While banks might have a reputation for red tape and slow processes, you shouldn’t pass up your local financial institution when in a pinch. If you need money for a specific purpose, a personal loan from a bank or credit union could be a much cheaper alternative to a payday loan.
But you aren’t limited to brick-and-mortar institutions. Online lenders such as SoFi and Earnest allow you to see what rates and terms you qualify for without performing a hard credit check. Though these options don’t offer same-day funds like payday loans might, some personal loan options can fund your bank account within a few days if you’re approved.
Payday Alternative Loan
Some credit unions offer payday alternative loans, short-term loans designed to prevent borrowers from opting for high-interest payday loans.
These loans are available in amounts of $200 to $1,000, with terms of one to six months. The issuing credit union can charge an application fee of up to only $20, according to MyCreditUnion.gov. You have to be a member of the credit union to take out a PAL, plus you must have been a member for at least one month to be eligible.

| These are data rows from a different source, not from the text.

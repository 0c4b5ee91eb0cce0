// src/handlers/taxonomy.rs

use axum::{
    Json,
    extract::{Path, State},
    http::StatusCode,
    response::IntoResponse,
};
use sqlx::SqlitePool;
use validator::Validate;

use crate::{
    error::AppError,
    models::{
        category::{Category, CreateCategoryRequest},
        tag::{CreateTagRequest, Tag},
    },
    handlers::required_text,
    utils::slug::resolve_slug,
};

/// Lists all categories alphabetically.
pub async fn list_categories(State(pool): State<SqlitePool>) -> Result<impl IntoResponse, AppError> {
    Ok(Json(Category::list(&pool).await?))
}

/// Lists all tags alphabetically.
pub async fn list_tags(State(pool): State<SqlitePool>) -> Result<impl IntoResponse, AppError> {
    Ok(Json(Tag::list(&pool).await?))
}

/// Creates a category.
/// Admin only. Duplicate name or slug is a 409.
pub async fn create_category(
    State(pool): State<SqlitePool>,
    Json(payload): Json<CreateCategoryRequest>,
) -> Result<impl IntoResponse, AppError> {
    payload.validate()?;
    let name = required_text("Name", &payload.name)?;
    let name = name.as_str();
    let slug = resolve_slug(payload.slug.as_deref(), name)?;

    let category = Category::create(&pool, name, &slug)
        .await
        .map_err(|e| match AppError::from(e) {
            AppError::Conflict(_) => {
                AppError::Conflict(format!("Category '{}' or slug '{}' already exists", name, slug))
            }
            other => other,
        })?;

    Ok((StatusCode::CREATED, Json(category)))
}

/// Creates a tag.
/// Admin only.
pub async fn create_tag(
    State(pool): State<SqlitePool>,
    Json(payload): Json<CreateTagRequest>,
) -> Result<impl IntoResponse, AppError> {
    payload.validate()?;
    let name = required_text("Name", &payload.name)?;
    let name = name.as_str();
    let slug = resolve_slug(payload.slug.as_deref(), name)?;

    let tag = Tag::create(&pool, name, &slug)
        .await
        .map_err(|e| match AppError::from(e) {
            AppError::Conflict(_) => {
                AppError::Conflict(format!("Tag '{}' or slug '{}' already exists", name, slug))
            }
            other => other,
        })?;

    Ok((StatusCode::CREATED, Json(tag)))
}

/// Deletes a category and, through the foreign key, every post in it.
/// Admin only.
pub async fn delete_category(
    State(pool): State<SqlitePool>,
    Path(slug): Path<String>,
) -> Result<impl IntoResponse, AppError> {
    if !Category::delete_by_slug(&pool, &slug).await? {
        return Err(AppError::NotFound("Category not found".to_string()));
    }

    tracing::info!("deleted category '{}' with its posts", slug);
    Ok(StatusCode::NO_CONTENT)
}
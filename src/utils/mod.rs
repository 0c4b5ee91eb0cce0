// src/utils/mod.rs

pub mod hash;
pub mod html;
pub mod jwt;
pub mod slug;
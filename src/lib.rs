// src/lib.rs

pub mod config;
pub mod db;
pub mod error;
pub mod handlers;
pub mod models;
pub mod routes;
pub mod state;
pub mod utils;

pub use routes::create_router;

Keep in mind, however, that payday alternative loans can still carry high interest rates. For example, you might pay a flat fee of 15% or more or be charged an APR in the 20% to 30% range for the convenience of borrowing.
Credit Card Cash Advance
Relying on a credit card cash advance is never a cheap option, though it’s likely to be better than a payday loan. Most issuers will charge a percentage of the advance as a fee, usually around 5%, with a minimum of $5 to $10.

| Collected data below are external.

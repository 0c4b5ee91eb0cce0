// src/utils/slug.rs

use std::sync::LazyLock;

use regex::Regex;

use crate::error::AppError;

/// Maximum stored slug length (matches the column CHECK).
pub const MAX_SLUG_LEN: usize = 255;

static NON_SLUG_CHARS: LazyLock<Regex> =
    LazyLock::new(|| Regex::new(r"[^a-z0-9]+").expect("static regex"));

static VALID_SLUG: LazyLock<Regex> =
    LazyLock::new(|| Regex::new(r"^[a-z0-9]+(?:[-_][a-z0-9]+)*$").expect("static regex"));

/// Derives a URL-safe slug from a title or name.
///
/// Lowercases, collapses every run of non-alphanumeric characters into a
/// single `-` and trims dashes from both ends. Non-ASCII letters are dropped.
pub fn slugify(input: &str) -> String {
    let lowered = input.to_lowercase();
    let dashed = NON_SLUG_CHARS.replace_all(&lowered, "-");
    let trimmed = dashed.trim_matches('-');

    let mut slug: String = trimmed.chars().take(MAX_SLUG_LEN).collect();
    while slug.ends_with('-') {
        slug.pop();
    }
    slug
}

/// Returns the explicit slug when given (validated), else one derived from `source`.
pub fn resolve_slug(explicit: Option<&str>, source: &str) -> Result<String, AppError> {
    let slug = match explicit {
        Some(s) => {
            let s = s.trim();
            if !is_valid_slug(s) {
                return Err(AppError::BadRequest(format!("Invalid slug '{}'", s)));
            }
            s.to_string()
        }
        None => slugify(source),
    };

    if slug.is_empty() {
        return Err(AppError::BadRequest(
            "Cannot derive a slug; please provide one explicitly".to_string(),
        ));
    }
    Ok(slug)
}

pub fn is_valid_slug(s: &str) -> bool {
    s.len() <= MAX_SLUG_LEN && VALID_SLUG.is_match(s)
}
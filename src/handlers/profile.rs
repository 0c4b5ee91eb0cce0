use axum::{
    Json,
    extract::{Path, State},
    response::IntoResponse,
};
use sqlx::SqlitePool;

use crate::{
    error::AppError,
    models::user::{MeResponse, User, UserContext},
    utils::jwt::Claims,
};

/// Get current user's profile and statistics.
pub async fn get_me(
    State(pool): State<SqlitePool>,
    claims: Claims,
) -> Result<impl IntoResponse, AppError> {
    let user = User::find(&pool, claims.user_id()?)
        .await?
        .ok_or(AppError::NotFound("User not found".to_string()))?;
    let context = UserContext::for_user(&pool, user.id).await?;

    Ok(Json(MeResponse {
        id: user.id,
        username: user.username,
        role: user.role,
        created_at: user.created_at,
        context,
    }))
}

/// Public display context of any user: post, comment and received-like counts.
pub async fn user_context(
    State(pool): State<SqlitePool>,
    Path(user_id): Path<i64>,
) -> Result<impl IntoResponse, AppError> {
    User::find(&pool, user_id)
        .await?
        .ok_or(AppError::NotFound("User not found".to_string()))?;

    Ok(Json(UserContext::for_user(&pool, user_id).await?))
}
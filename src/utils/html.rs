/// Sanitizes user-supplied HTML (post bodies, comments) with ammonia.
///
/// Whitelist based: formatting tags such as <p> and <b> survive, <script>
/// and event-handler attributes are removed together with their content.
pub fn clean_html(input: &str) -> String {
    ammonia::clean(input)
}
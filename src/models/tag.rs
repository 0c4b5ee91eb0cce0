// src/models/tag.rs

use serde::{Deserialize, Serialize};
use sqlx::{FromRow, SqliteExecutor};
use validator::Validate;

/// Represents the 'tags' table. Name and slug are globally unique.
#[derive(Debug, Clone, FromRow, Serialize, Deserialize, PartialEq, Eq)]
pub struct Tag {
    pub id: i64,
    pub name: String,
    pub slug: String,
}

impl std::fmt::Display for Tag {
    fn fmt(&self, f: &mut std::fmt::Formatter<'_>) -> std::fmt::Result {
        f.write_str(&self.name)
    }
}

impl Tag {
    pub async fn list<'e, E>(executor: E) -> Result<Vec<Tag>, sqlx::Error>
    where
        E: SqliteExecutor<'e>,
    {
        sqlx::query_as::<_, Tag>("SELECT id, name, slug FROM tags ORDER BY name")
            .fetch_all(executor)
            .await
    }

    pub async fn find_by_slug<'e, E>(executor: E, slug: &str) -> Result<Option<Tag>, sqlx::Error>
    where
        E: SqliteExecutor<'e>,
    {
        sqlx::query_as::<_, Tag>("SELECT id, name, slug FROM tags WHERE slug = $1")
            .bind(slug)
            .fetch_optional(executor)
            .await
    }

    pub async fn create<'e, E>(executor: E, name: &str, slug: &str) -> Result<Tag, sqlx::Error>
    where
        E: SqliteExecutor<'e>,
    {
        sqlx::query_as::<_, Tag>(
            "INSERT INTO tags (name, slug) VALUES ($1, $2) RETURNING id, name, slug",
        )
        .bind(name)
        .bind(slug)
        .fetch_one(executor)
        .await
    }

    /// Tags attached to a post, alphabetical.
    pub async fn for_post<'e, E>(executor: E, post_id: i64) -> Result<Vec<Tag>, sqlx::Error>
    where
        E: SqliteExecutor<'e>,
    {
        sqlx::query_as::<_, Tag>(
            r#"
            SELECT t.id, t.name, t.slug
            FROM tags t
            JOIN post_tags pt ON pt.tag_id = t.id
            WHERE pt.post_id = $1
            ORDER BY t.name
            "#,
        )
        .bind(post_id)
        .fetch_all(executor)
        .await
    }
}

#[derive(Debug, Deserialize, Validate)]
pub struct CreateTagRequest {
    #[validate(length(min = 1, max = 25, message = "Tag name must be between 1 and 25 characters"))]
    pub name: String,
    #[validate(length(min = 1, max = 255))]
    pub slug: Option<String>,
}
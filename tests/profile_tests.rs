// tests/profile_tests.rs

mod common;

use common::{insert_category, insert_post, insert_user, spawn_app, test_pool};
use haba::models::{
    comment::Comment,
    like::{AuthorLike, CommentLike, PostLike},
    post::Post,
    user::UserContext,
};

#[tokio::test]
async fn user_context_matches_worked_example() {
    let pool = test_pool().await;
    let author = insert_user(&pool, "author").await;
    let fans: Vec<_> = {
        let mut fans = Vec::new();
        for i in 0..5 {
            fans.push(insert_user(&pool, &format!("fan{}", i)).await);
        }
        fans
    };
    let category = insert_category(&pool, "General").await;

    // 2 published posts plus 1 that a moderator blocked.
    let first = insert_post(&pool, &author, &category, "first", true).await;
    let second = insert_post(&pool, &author, &category, "second", true).await;
    let blocked = insert_post(&pool, &author, &category, "blocked", true).await;
    assert!(Post::set_blocked(&pool, blocked.id, true).await.unwrap());

    // 3 published comments and one unpublished that must not count.
    let mut comments = Vec::new();
    for text in ["a", "b", "c"] {
        comments.push(Comment::create(&pool, first.id, author.id, text, true).await.unwrap());
    }
    Comment::create(&pool, second.id, author.id, "hidden", false)
        .await
        .unwrap();

    let mut conn = pool.acquire().await.unwrap();
    // 4 author likes.
    for fan in &fans[..4] {
        assert!(AuthorLike::toggle(&mut conn, fan.id, author.id).await.unwrap());
    }
    // 5 post likes spread over the author's posts, the blocked one included.
    for fan in &fans[..3] {
        PostLike::toggle(&mut conn, fan.id, first.id).await.unwrap();
    }
    PostLike::toggle(&mut conn, fans[3].id, second.id).await.unwrap();
    PostLike::toggle(&mut conn, fans[4].id, blocked.id).await.unwrap();
    // 2 comment likes.
    CommentLike::toggle(&mut conn, fans[0].id, comments[0].id).await.unwrap();
    CommentLike::toggle(&mut conn, fans[1].id, comments[2].id).await.unwrap();
    drop(conn);

    let context = UserContext::for_user(&pool, author.id).await.unwrap();
    assert_eq!(
        context,
        UserContext {
            post_count: 2,
            comment_count: 3,
            like_receive_count: 11,
        }
    );

    // Someone else's likes never leak into the author's total.
    let fan_context = UserContext::for_user(&pool, fans[0].id).await.unwrap();
    assert_eq!(fan_context.like_receive_count, 0);
}

#[tokio::test]
async fn user_context_of_a_newcomer_is_all_zero() {
    let pool = test_pool().await;
    let user = insert_user(&pool, "newcomer").await;

    let context = UserContext::for_user(&pool, user.id).await.unwrap();
    assert_eq!(context.post_count, 0);
    assert_eq!(context.comment_count, 0);
    assert_eq!(context.like_receive_count, 0);
}

#[tokio::test]
async fn profile_endpoints_report_context() {
    let app = spawn_app().await;
    insert_category(&app.pool, "News").await;
    let (author_id, author) = app.user("author").await;
    let (_, fan) = app.user("fan").await;

    let post: serde_json::Value = app
        .create_post(
            &author,
            serde_json::json!({"title": "Liked", "photo": "a.jpg", "category": "news", "is_published": true}),
        )
        .await
        .json()
        .await
        .unwrap();

    // Fan likes the post and the author.
    let like_post: serde_json::Value = app
        .client
        .post(app.url(&format!("/like/post/{}", post["id"])))
        .bearer_auth(&fan)
        .send()
        .await
        .unwrap()
        .json()
        .await
        .unwrap();
    assert_eq!(like_post["liked"], true);
    assert_eq!(like_post["count"], 1);

    let like_author = app
        .client
        .post(app.url(&format!("/like/author/{}", author_id)))
        .bearer_auth(&fan)
        .send()
        .await
        .unwrap();
    assert_eq!(like_author.status().as_u16(), 200);

    let me: serde_json::Value = app
        .client
        .get(app.url("/profile/me"))
        .bearer_auth(&author)
        .send()
        .await
        .unwrap()
        .json()
        .await
        .unwrap();
    assert_eq!(me["id"], author_id);
    assert_eq!(me["post_count"], 1);
    assert_eq!(me["comment_count"], 0);
    assert_eq!(me["like_receive_count"], 2);

    let public: serde_json::Value = app
        .client
        .get(app.url(&format!("/users/{}/context", author_id)))
        .send()
        .await
        .unwrap()
        .json()
        .await
        .unwrap();
    assert_eq!(public["like_receive_count"], 2);

    let missing = app.client.get(app.url("/users/999999/context")).send().await.unwrap();
    assert_eq!(missing.status().as_u16(), 404);

    let anonymous = app.client.get(app.url("/profile/me")).send().await.unwrap();
    assert_eq!(anonymous.status().as_u16(), 401);
}
// src/models/user.rs

use serde::{Deserialize, Serialize};
use sqlx::{FromRow, SqliteExecutor};
use validator::Validate;

/// Account role. Moderators handle complaints; admins additionally
/// manage the taxonomy.
#[derive(Debug, Clone, Copy, PartialEq, Eq, Serialize, Deserialize, sqlx::Type)]
#[serde(rename_all = "lowercase")]
#[sqlx(rename_all = "lowercase")]
pub enum Role {
    User,
    Moderator,
    Admin,
}

impl Role {
    pub fn can_moderate(self) -> bool {
        matches!(self, Role::Moderator | Role::Admin)
    }
}

/// Represents the 'users' table in the database.
#[derive(Debug, Clone, FromRow, Serialize, Deserialize)]
pub struct User {
    pub id: i64,

    /// Unique username.
    pub username: String,

    /// Argon2 password hash.
    /// Skipped during serialization to prevent leaking sensitive data.
    #[serde(skip)]
    pub password: String,

    pub role: Role,

    pub created_at: chrono::DateTime<chrono::Utc>,
}

impl std::fmt::Display for User {
    fn fmt(&self, f: &mut std::fmt::Formatter<'_>) -> std::fmt::Result {
        f.write_str(&self.username)
    }
}

impl User {
    pub async fn find<'e, E>(executor: E, id: i64) -> Result<Option<User>, sqlx::Error>
    where
        E: SqliteExecutor<'e>,
    {
        sqlx::query_as::<_, User>(
            "SELECT id, username, password, role, created_at FROM users WHERE id = $1",
        )
        .bind(id)
        .fetch_optional(executor)
        .await
    }

    pub async fn find_by_username<'e, E>(
        executor: E,
        username: &str,
    ) -> Result<Option<User>, sqlx::Error>
    where
        E: SqliteExecutor<'e>,
    {
        sqlx::query_as::<_, User>(
            "SELECT id, username, password, role, created_at FROM users WHERE username = $1",
        )
        .bind(username)
        .fetch_optional(executor)
        .await
    }

    /// All users, oldest account first.
    pub async fn list<'e, E>(executor: E) -> Result<Vec<User>, sqlx::Error>
    where
        E: SqliteExecutor<'e>,
    {
        sqlx::query_as::<_, User>(
            "SELECT id, username, password, role, created_at FROM users ORDER BY id",
        )
        .fetch_all(executor)
        .await
    }

    /// Applies the given role and/or password hash. `None` keeps the column.
    pub async fn update<'e, E>(
        executor: E,
        id: i64,
        role: Option<Role>,
        password_hash: Option<&str>,
    ) -> Result<Option<User>, sqlx::Error>
    where
        E: SqliteExecutor<'e>,
    {
        sqlx::query_as::<_, User>(
            r#"
            UPDATE users SET
                role = COALESCE($2, role),
                password = COALESCE($3, password)
            WHERE id = $1
            RETURNING id, username, password, role, created_at
            "#,
        )
        .bind(id)
        .bind(role)
        .bind(password_hash)
        .fetch_optional(executor)
        .await
    }

    /// Inserts a user with an already hashed password.
    pub async fn create<'e, E>(
        executor: E,
        username: &str,
        password_hash: &str,
        role: Role,
    ) -> Result<User, sqlx::Error>
    where
        E: SqliteExecutor<'e>,
    {
        sqlx::query_as::<_, User>(
            r#"
            INSERT INTO users (username, password, role, created_at)
            VALUES ($1, $2, $3, $4)
            RETURNING id, username, password, role, created_at
            "#,
        )
        .bind(username)
        .bind(password_hash)
        .bind(role)
        .bind(chrono::Utc::now())
        .fetch_one(executor)
        .await
    }
}

/// Per-user display context: what the user has published and how much
/// appreciation their content has received.
#[derive(Debug, Clone, Copy, PartialEq, Eq, Serialize, Deserialize, FromRow)]
pub struct UserContext {
    /// Published, unblocked posts authored by the user.
    pub post_count: i64,
    /// Published comments written by the user.
    pub comment_count: i64,
    /// Author likes + likes on the user's posts + likes on the user's comments.
    pub like_receive_count: i64,
}

impl UserContext {
    pub async fn for_user<'e, E>(executor: E, user_id: i64) -> Result<UserContext, sqlx::Error>
    where
        E: SqliteExecutor<'e>,
    {
        sqlx::query_as::<_, UserContext>(
            r#"
            SELECT
                (SELECT COUNT(*) FROM posts
                   WHERE author_id = $1 AND is_published = TRUE AND is_blocked = FALSE) AS post_count,
                (SELECT COUNT(*) FROM comments
                   WHERE user_id = $1 AND is_published = TRUE) AS comment_count,
                (SELECT COUNT(*) FROM author_likes WHERE author_id = $1)
                  + (SELECT COUNT(*) FROM post_likes pl
                       JOIN posts p ON pl.post_id = p.id WHERE p.author_id = $1)
                  + (SELECT COUNT(*) FROM comment_likes cl
                       JOIN comments c ON cl.comment_id = c.id WHERE c.user_id = $1)
                  AS like_receive_count
            "#,
        )
        .bind(user_id)
        .fetch_one(executor)
        .await
    }
}

/// Profile of the current user with the aggregated context flattened in.
#[derive(Debug, Serialize)]
pub struct MeResponse {
    pub id: i64,
    pub username: String,
    pub role: Role,
    pub created_at: chrono::DateTime<chrono::Utc>,
    #[serde(flatten)]
    pub context: UserContext,
}

/// DTO for creating a new user (Registration).
#[derive(Debug, Deserialize, Validate)]
pub struct CreateUserRequest {
    #[validate(length(
        min = 3,
        max = 50,
        message = "Username length must be between 3 and 50 characters."
    ))]
    pub username: String,
    #[validate(length(
        min = 4,
        max = 128,
        message = "Password length must be between 4 and 128 characters."
    ))]
    pub password: String,
}

/// DTO for user login.
#[derive(Debug, Deserialize, Validate)]
pub struct LoginRequest {
    #[validate(length(min = 1, max = 50))]
    pub username: String,
    #[validate(length(min = 1, max = 128))]
    pub password: String,
}

/// DTO for an admin changing a user's role or password. Fields are optional.
#[derive(Debug, Deserialize, Validate)]
pub struct AdminUpdateUserRequest {
    pub role: Option<Role>,
    #[validate(length(
        min = 4,
        max = 128,
        message = "Password length must be between 4 and 128 characters."
    ))]
    pub password: Option<String>,
}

The key is to pay off the advance right away, before interest on the balance gets out of control. Unlike purchases or balance transfers, interest begins accruing on credit card cash advances immediately. If you allow the balance to linger month over month, your short-term loan could spiral into a long-term debt problem.

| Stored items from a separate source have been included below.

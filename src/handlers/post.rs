// src/handlers/post.rs

use axum::{
    Json,
    extract::{Path, Query, State},
    http::StatusCode,
    response::IntoResponse,
};
use sqlx::SqlitePool;
use validator::Validate;

use crate::{
    config::{DEFAULT_PAGE_SIZE, MAX_PAGE_SIZE},
    error::AppError,
    handlers::{moderation::ensure_not_blocked, required_text},
    models::{
        category::Category,
        comment::Comment,
        like::{self, PostLike},
        post::{
            CreatePostRequest, NewPost, Post, PostChanges, PostDetail, PostListParams,
            UpdatePostRequest,
        },
        tag::Tag,
        user::User,
    },
    utils::{html::clean_html, jwt::Claims, slug::resolve_slug},
};

/// Clamps pagination input to sane bounds.
fn page(params: &PostListParams) -> (i64, i64) {
    let limit = params
        .limit
        .unwrap_or(DEFAULT_PAGE_SIZE)
        .clamp(1, MAX_PAGE_SIZE);
    let offset = params.offset.unwrap_or(0).max(0);
    (limit, offset)
}

/// Looks up every tag slug, failing on the first unknown one.
async fn resolve_tags(pool: &SqlitePool, slugs: &[String]) -> Result<Vec<i64>, AppError> {
    let mut ids = Vec::with_capacity(slugs.len());
    for slug in slugs {
        let tag = Tag::find_by_slug(pool, slug)
            .await?
            .ok_or_else(|| AppError::NotFound(format!("Tag '{}' not found", slug)))?;
        if !ids.contains(&tag.id) {
            ids.push(tag.id);
        }
    }
    Ok(ids)
}

async fn resolve_category(pool: &SqlitePool, slug: &str) -> Result<Category, AppError> {
    Category::find_by_slug(pool, slug)
        .await?
        .ok_or_else(|| AppError::NotFound(format!("Category '{}' not found", slug)))
}

/// Author or moderator may touch the post.
fn ensure_can_edit(post: &Post, claims: &Claims) -> Result<(), AppError> {
    if post.author_id != claims.user_id()? && !claims.is_moderator() {
        return Err(AppError::Forbidden(
            "You are not allowed to modify this post".to_string(),
        ));
    }
    Ok(())
}

/// Home page: published, unblocked posts.
pub async fn home(
    State(pool): State<SqlitePool>,
    Query(params): Query<PostListParams>,
) -> Result<impl IntoResponse, AppError> {
    let (limit, offset) = page(&params);
    let posts = Post::list_published(&pool, None, limit, offset).await?;
    Ok(Json(posts))
}

/// Posts of one category. Served for both `/cat/{slug}` and `/cat/{slug}/`.
pub async fn category_posts(
    State(pool): State<SqlitePool>,
    Path(slug): Path<String>,
    Query(params): Query<PostListParams>,
) -> Result<impl IntoResponse, AppError> {
    let category = resolve_category(&pool, &slug).await?;
    let (limit, offset) = page(&params);
    let posts = Post::list_published(&pool, Some(category.id), limit, offset).await?;

    Ok(Json(serde_json::json!({
        "category": category,
        "posts": posts,
    })))
}

/// Single post with its taxonomy and counters.
///
/// Unpublished or blocked posts are only shown to their author and to moderators.
pub async fn get_post(
    State(pool): State<SqlitePool>,
    claims: Option<Claims>,
    Path(slug): Path<String>,
) -> Result<impl IntoResponse, AppError> {
    let post = Post::find_by_slug(&pool, &slug)
        .await?
        .ok_or(AppError::NotFound("Post not found".to_string()))?;

    let viewer_id = claims.as_ref().map(Claims::user_id).transpose()?;
    if !post.is_public() {
        let privileged = claims.as_ref().is_some_and(Claims::is_moderator)
            || viewer_id == Some(post.author_id);
        if !privileged {
            return Err(AppError::NotFound("Post not found".to_string()));
        }
    }

    let author = User::find(&pool, post.author_id)
        .await?
        .ok_or_else(|| AppError::InternalServerError("post without author".to_string()))?;
    let category = Category::find(&pool, post.category_id)
        .await?
        .ok_or_else(|| AppError::InternalServerError("post without category".to_string()))?;
    let tags = Tag::for_post(&pool, post.id).await?;
    let comment_count = Comment::get_count(&pool, post.id).await?;
    let like_count = PostLike::get_count(&pool, post.id).await?;
    let liked = match viewer_id {
        Some(uid) => like::exists::<PostLike, _>(&pool, uid, post.id).await?,
        None => false,
    };

    Ok(Json(PostDetail {
        post,
        author_username: author.username,
        category,
        tags,
        comment_count,
        like_count,
        is_liked: liked,
    }))
}

/// Create a new post.
/// Requires: Login, not blocked.
pub async fn create_post(
    State(pool): State<SqlitePool>,
    claims: Claims,
    Json(payload): Json<CreatePostRequest>,
) -> Result<impl IntoResponse, AppError> {
    payload.validate()?;
    let user_id = claims.user_id()?;
    ensure_not_blocked(&pool, user_id).await?;

    let title = required_text("Title", &payload.title)?;
    let slug = resolve_slug(payload.slug.as_deref(), &title)?;
    let category = resolve_category(&pool, &payload.category).await?;
    let tag_ids = resolve_tags(&pool, &payload.tags).await?;

    let new_post = NewPost {
        category_id: category.id,
        author_id: user_id,
        title,
        slug,
        content: clean_html(&payload.content),
        photo: payload.photo,
        is_published: payload.is_published,
        tag_ids,
    };

    let mut tx = pool.begin().await?;
    let post = Post::create(&mut tx, &new_post).await.map_err(|e| {
        match AppError::from(e) {
            AppError::Conflict(_) => {
                AppError::Conflict(format!("Slug '{}' is already taken", new_post.slug))
            }
            other => {
                tracing::error!("Failed to create post: {:?}", other);
                other
            }
        }
    })?;
    tx.commit().await?;

    tracing::info!(post_id = post.id, author_id = user_id, "created post '{}'", post.slug);

    Ok((StatusCode::CREATED, Json(post)))
}

/// Update a post.
/// Requires: Login + (Author OR Moderator). Blocked authors get 403.
pub async fn update_post(
    State(pool): State<SqlitePool>,
    claims: Claims,
    Path(slug): Path<String>,
    Json(payload): Json<UpdatePostRequest>,
) -> Result<impl IntoResponse, AppError> {
    payload.validate()?;

    let post = Post::find_by_slug(&pool, &slug)
        .await?
        .ok_or(AppError::NotFound("Post not found".to_string()))?;
    ensure_can_edit(&post, &claims)?;
    // Blocked authors must not republish their drafts.
    if !claims.is_moderator() {
        ensure_not_blocked(&pool, claims.user_id()?).await?;
    }

    let title = payload
        .title
        .as_deref()
        .map(|t| required_text("Title", t))
        .transpose()?;
    let category_id = match payload.category.as_deref() {
        Some(cat) => Some(resolve_category(&pool, cat).await?.id),
        None => None,
    };
    let tag_ids = match payload.tags.as_deref() {
        Some(tags) => Some(resolve_tags(&pool, tags).await?),
        None => None,
    };

    let changes = PostChanges {
        category_id,
        title,
        content: payload.content.as_deref().map(clean_html),
        photo: payload.photo,
        is_published: payload.is_published,
        tag_ids,
    };

    let mut tx = pool.begin().await?;
    let updated = Post::update(&mut tx, post.id, &changes)
        .await?
        .ok_or(AppError::NotFound("Post not found".to_string()))?;
    tx.commit().await?;

    Ok(Json(updated))
}

/// Delete a post together with its comments, likes and tag links.
/// Requires: Login + (Author OR Moderator).
pub async fn delete_post(
    State(pool): State<SqlitePool>,
    claims: Claims,
    Path(slug): Path<String>,
) -> Result<impl IntoResponse, AppError> {
    let post = Post::find_by_slug(&pool, &slug)
        .await?
        .ok_or(AppError::NotFound("Post not found".to_string()))?;
    ensure_can_edit(&post, &claims)?;

    Post::delete(&pool, post.id).await?;
    Ok(StatusCode::NO_CONTENT)
}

An advance on your paycheck might be the answer to your short-term cash flow problem. Not all companies offer these types of loans, and the terms vary. But it’s crucial you understand that it is, in fact, a real loan that you need to pay back according to the agreed-upon schedule.
It’s possible to tap into another workplace resource without counting on your boss’s approval: your 401(k). Although traditional advice would have you run for the hills before taking money out of your retirement account, a 401(k) loan is a valid option if you’re truly stuck.
Borrowing against your 401(k) doesn’t incur any taxes, so long as you follow all the rules. That means repaying the loan according to schedule or in full if you leave your employer for another company. It also doesn’t require a credit check, and you pay interest back to your own account. As long as you pay back the loan within about a year, the impact on your long-term gains should be minimal. Just keep in mind that your employer may not allow you to make new contributions to your 401(k) while you’re repaying a loan. That could slow down your progress in growing a retirement nest egg.
Family or Friends
Finally, if digging yourself deeper into debt due to fees and high interest rates is a real concern, consider turning to a trusted family member or friend for financial help.
This option can be tricky to navigate but could be a good choice if it allows you to avoid the sky-high interest and fees of a payday loan. Borrowing money from a friend turns a personal relationship into a business one. You need to be comfortable with the fact that you are indebted to that person, and the relationship could turn sour if you fail to uphold your end of the bargain.